We trust dealerships to take care of our cars when we leave them in their care. You trust that not only will the service be done right, but also that no one is goofing off in your car somewhere. As local Houston NBC affiliate Click 2 Houston reports, one owner found out that that trust can be misplaced.
The owner, Tiffany Walker, contacted the station after the incident. Walker bought a brand new 2020 Ford Escape from Tomball Ford in Tomball, TX (a Houston suburb) in December. A bit later, she took the crossover back to the dealer for its first service, which included an oil change. When she went back to go pick it up, it was totaled. Walked said she was shocked. “I couldn’t believe it. And then I immediately became angry.” I would’ve become angry too, and punchy.
The dealer immediately denied everything, but not in the way you think. They fessed up, admitting a mechanic had taken the car out, but that someone else hit it and they were at fault.
Walker said Tomball Ford employees were defensive, telling her while their mechanic was driving the vehicle during some repairs another driver failed to yield the right of way. That driver turned in front of the mechanic causing him to hit her vehicle. The police report supports that and assigns all blame to the other driver.

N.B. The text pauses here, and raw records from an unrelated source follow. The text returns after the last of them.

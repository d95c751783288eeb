use std::fs;
use std::path::{Path, PathBuf};
use std::sync::Arc;

use anyhow::{Context, Result};
use rusqlite::{params, Connection, OptionalExtension, Row};
use thiserror::Error;
use time::OffsetDateTime;

use crate::config::{ConfigPaths, StorageOptions};

mod schema;

/// A note as owned by the store. The presentation layer only ever reads it.
#[derive(Debug, Clone, PartialEq, Eq)]
pub struct Note {
    pub id: i64,
    pub title: String,
    pub content: String,
    /// Unix epoch seconds.
    pub last_modified: i64,
    pub pinned: bool,
    /// Multi-select highlight in the grid; never persisted.
    pub selected: bool,
}

impl Note {
    pub fn new(id: i64, title: impl Into<String>, content: impl Into<String>) -> Self {
        Self {
            id,
            title: title.into(),
            content: content.into(),
            last_modified: 0,
            pinned: false,
            selected: false,
        }
    }

    fn from_row(row: &Row<'_>) -> rusqlite::Result<Self> {
        Ok(Self {
            id: row.get(0)?,
            title: row.get(1)?,
            content: row.get(2)?,
            last_modified: row.get(3)?,
            pinned: row.get::<_, i64>(4)? != 0,
            selected: false,
        })
    }
}

#[derive(Debug, Error, PartialEq, Eq)]
pub enum StorageError {
    #[error("note #{0} does not exist")]
    NoteNotFound(i64),
}

#[derive(Clone)]
pub struct StorageHandle {
    db_path: Arc<PathBuf>,
    options: Arc<StorageOptions>,
}

const NOTE_COLUMNS: &str = "id, title, content, last_modified, pinned";

impl StorageHandle {
    pub fn connect(&self) -> Result<Connection> {
        let conn = Connection::open(&*self.db_path)
            .with_context(|| format!("opening database {}", self.db_path.display()))?;
        prepare_connection(&conn, &self.options)?;
        Ok(conn)
    }

    pub fn with_connection<F, T>(&self, f: F) -> Result<T>
    where
        F: FnOnce(&Connection) -> Result<T>,
    {
        let conn = self.connect()?;
        f(&conn)
    }

    pub fn database_path(&self) -> &Path {
        &self.db_path
    }

    pub fn fetch_notes(&self) -> Result<Vec<Note>> {
        self.with_connection(|conn| {
            let sql = format!(
                "SELECT {NOTE_COLUMNS}
                 FROM notes
                 ORDER BY pinned DESC, last_modified DESC, id DESC"
            );
            let mut stmt = conn.prepare(&sql).context("preparing note list query")?;
            let rows = stmt
                .query_map([], Note::from_row)
                .context("querying notes")?;
            let mut notes = Vec::new();
            for row in rows {
                notes.push(row.context("decoding note row")?);
            }
            Ok(notes)
        })
    }

    pub fn fetch_note_by_id(&self, note_id: i64) -> Result<Option<Note>> {
        self.with_connection(|conn| {
            let sql = format!("SELECT {NOTE_COLUMNS} FROM notes WHERE id = ?1");
            conn.query_row(&sql, [note_id], Note::from_row)
                .optional()
                .with_context(|| format!("fetching note {note_id}"))
        })
    }

    pub fn create_note(&self, title: &str, content: &str, pinned: bool) -> Result<i64> {
        self.with_connection(|conn| {
            let now = OffsetDateTime::now_utc().unix_timestamp();
            conn.execute(
                "INSERT INTO notes (title, content, last_modified, pinned)
                 VALUES (?1, ?2, ?3, ?4)",
                params![title, content, now, pinned as i64],
            )
            .context("inserting note")?;
            let id = conn.last_insert_rowid();
            tracing::debug!(note_id = id, "created note");
            Ok(id)
        })
    }

    pub fn update_note(&self, note_id: i64, title: &str, content: &str) -> Result<()> {
        self.with_connection(|conn| {
            let now = OffsetDateTime::now_utc().unix_timestamp();
            let changed = conn
                .execute(
                    "UPDATE notes SET title = ?1, content = ?2, last_modified = ?3 WHERE id = ?4",
                    params![title, content, now, note_id],
                )
                .with_context(|| format!("updating note {note_id}"))?;
            if changed == 0 {
                return Err(StorageError::NoteNotFound(note_id).into());
            }
            Ok(())
        })
    }

    pub fn set_note_pinned(&self, note_id: i64, pinned: bool) -> Result<()> {
        self.with_connection(|conn| {
            let changed = conn
                .execute(
                    "UPDATE notes SET pinned = ?1 WHERE id = ?2",
                    params![pinned as i64, note_id],
                )
                .with_context(|| format!("updating pin for note {note_id}"))?;
            if changed == 0 {
                return Err(StorageError::NoteNotFound(note_id).into());
            }
            Ok(())
        })
    }

    /// Returns whether a row was removed.
    pub fn delete_note(&self, note_id: i64) -> Result<bool> {
        self.with_connection(|conn| {
            let removed = conn
                .execute("DELETE FROM notes WHERE id = ?1", [note_id])
                .with_context(|| format!("deleting note {note_id}"))?;
            Ok(removed > 0)
        })
    }
}

pub fn init(paths: &ConfigPaths, storage: &StorageOptions) -> Result<StorageHandle> {
    let db_path = if storage.database_path.as_os_str().is_empty() {
        &paths.database_path
    } else {
        &storage.database_path
    };
    let existed = db_path.exists();
    if let Some(parent) = db_path.parent() {
        fs::create_dir_all(parent)
            .with_context(|| format!("creating data directory {}", parent.display()))?;
    }
    let conn = Connection::open(db_path)
        .with_context(|| format!("opening database {}", db_path.display()))?;
    prepare_connection(&conn, storage)?;
    schema::apply(&conn)?;
    if !existed && storage.seed_on_first_run {
        seed_initial_notes(&conn)?;
    }
    Ok(StorageHandle {
        db_path: Arc::new(db_path.clone()),
        options: Arc::new(storage.clone()),
    })
}

fn prepare_connection(conn: &Connection, storage: &StorageOptions) -> Result<()> {
    conn.pragma_update(None, "journal_mode", "WAL")
        .context("setting journal_mode=WAL")?;
    conn.pragma_update(None, "synchronous", "NORMAL")
        .context("setting synchronous=NORMAL")?;
    conn.pragma_update(
        None,
        "wal_autocheckpoint",
        storage.wal_autocheckpoint.to_string(),
    )
    .context("setting wal_autocheckpoint")?;
    Ok(())
}

fn seed_initial_notes(conn: &Connection) -> Result<()> {
    let existing: Option<i64> = conn
        .query_row("SELECT id FROM notes LIMIT 1", [], |row| row.get(0))
        .optional()
        .context("checking for existing notes")?;
    if existing.is_some() {
        return Ok(());
    }

    tracing::info!("seeding first-run notes");
    let now = OffsetDateTime::now_utc().unix_timestamp();
    let notes = [
        (
            "Welcome to notegrid",
            "Your notes live in this grid.\n\nPress Enter to open a note, `/` to search \
             and `a` to write a new one.\n",
            true,
        ),
        (
            "Keyboard shortcuts",
            "- arrows / hjkl: move around the grid\n- Enter: open note\n- m: note menu\n\
             - space: select for export\n- x: export selection\n- q: quit\n",
            false,
        ),
        ("Groceries", "Milk\nEggs\nCoffee\n", false),
    ];

    for (title, content, pinned) in notes {
        conn.execute(
            "INSERT INTO notes (title, content, last_modified, pinned)
             VALUES (?1, ?2, ?3, ?4)",
            params![title, content, now, pinned as i64],
        )
        .context("inserting seed note")?;
    }

    Ok(())
}

#[cfg(test)]
pub(crate) mod tests {
    use super::*;
    use crate::config::{ConfigPaths, StorageOptions};
    use tempfile::TempDir;

    pub(crate) fn temp_paths(root: &TempDir) -> ConfigPaths {
        let base = root.path();
        let config_dir = base.join("config");
        let data_dir = base.join("data");
        let state_dir = base.join("state");
        ConfigPaths {
            config_dir: config_dir.clone(),
            config_file: config_dir.join("config.toml"),
            data_dir: data_dir.clone(),
            database_path: data_dir.join("notes.db"),
            export_dir: data_dir.join("exports"),
            log_dir: state_dir.join("logs"),
            state_dir,
        }
    }

    pub(crate) fn init_storage() -> anyhow::Result<(TempDir, StorageHandle)> {
        let temp = TempDir::new()?;
        let paths = temp_paths(&temp);
        paths.ensure_directories()?;
        let options = StorageOptions {
            seed_on_first_run: false,
            ..StorageOptions::default()
        };
        let storage = init(&paths, &options)?;
        Ok((temp, storage))
    }

    #[test]
    fn first_run_seeds_notes_when_enabled() -> anyhow::Result<()> {
        let temp = TempDir::new()?;
        let paths = temp_paths(&temp);
        paths.ensure_directories()?;
        let storage = init(&paths, &StorageOptions::default())?;
        let notes = storage.fetch_notes()?;
        assert_eq!(notes.len(), 3);
        assert!(notes[0].pinned, "pinned seed note sorts first");
        Ok(())
    }

    #[test]
    fn fetch_orders_pinned_then_recent() -> anyhow::Result<()> {
        let (_temp, storage) = init_storage()?;
        let older = storage.create_note("Older", "a", false)?;
        let pinned = storage.create_note("Pinned", "b", true)?;
        let newer = storage.create_note("Newer", "c", false)?;
        storage.with_connection(|conn| {
            conn.execute(
                "UPDATE notes SET last_modified = 100 WHERE id = ?1",
                [older],
            )?;
            conn.execute(
                "UPDATE notes SET last_modified = 200 WHERE id = ?1",
                [newer],
            )?;
            Ok(())
        })?;

        let ids: Vec<i64> = storage.fetch_notes()?.iter().map(|n| n.id).collect();
        assert_eq!(ids, vec![pinned, newer, older]);
        Ok(())
    }

    #[test]
    fn update_missing_note_reports_not_found() -> anyhow::Result<()> {
        let (_temp, storage) = init_storage()?;
        let err = storage.update_note(42, "t", "c").unwrap_err();
        assert_eq!(
            err.downcast_ref::<StorageError>(),
            Some(&StorageError::NoteNotFound(42))
        );
        Ok(())
    }

    #[test]
    fn delete_removes_note() -> anyhow::Result<()> {
        let (_temp, storage) = init_storage()?;
        let id = storage.create_note("Gone", "soon", false)?;
        assert!(storage.delete_note(id)?);
        assert!(storage.fetch_note_by_id(id)?.is_none());
        assert!(!storage.delete_note(id)?);
        Ok(())
    }

    #[test]
    fn update_and_pin_round_trip_through_fetch() -> anyhow::Result<()> {
        let (_temp, storage) = init_storage()?;
        let id = storage.create_note("Draft", "", false)?;
        storage.update_note(id, "Final", "body text")?;
        storage.set_note_pinned(id, true)?;
        let note = storage.fetch_note_by_id(id)?.expect("note exists");
        assert_eq!(note.title, "Final");
        assert_eq!(note.content, "body text");
        assert!(note.pinned);
        assert!(!note.selected);
        Ok(())
    }
}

Things got interesting when the driver of the other vehicle’s insurance, Allstate, got involved. Walker was instructed by the dealer to contact them as they informed her they wouldn’t be taking care of anything. Allstate however placed blame on both drivers: 70 percent on their client and 30 percent on the dealer’s mechanic adding that the mechanic “could have avoided hitting the other driver but was likely speeding or distracted.”
The dealer did provide Walker with a rental for almost a month. Beyond that, they have refused to be responsible. As a lawyer that spoke with the station said, Walker can’t be responsible simply because she wasn’t driving. Had the mechanic not left the dealership in the car, the accident wouldn’t have happened. As Texas has proportional liability — it lets insurance companies place blame on multiple drivers in an accident — this could get ugly. As the lawyer mentioned, Walker’s best move is to try and file a claim with her own insurance or risk a long drawn-out fight with the dealer.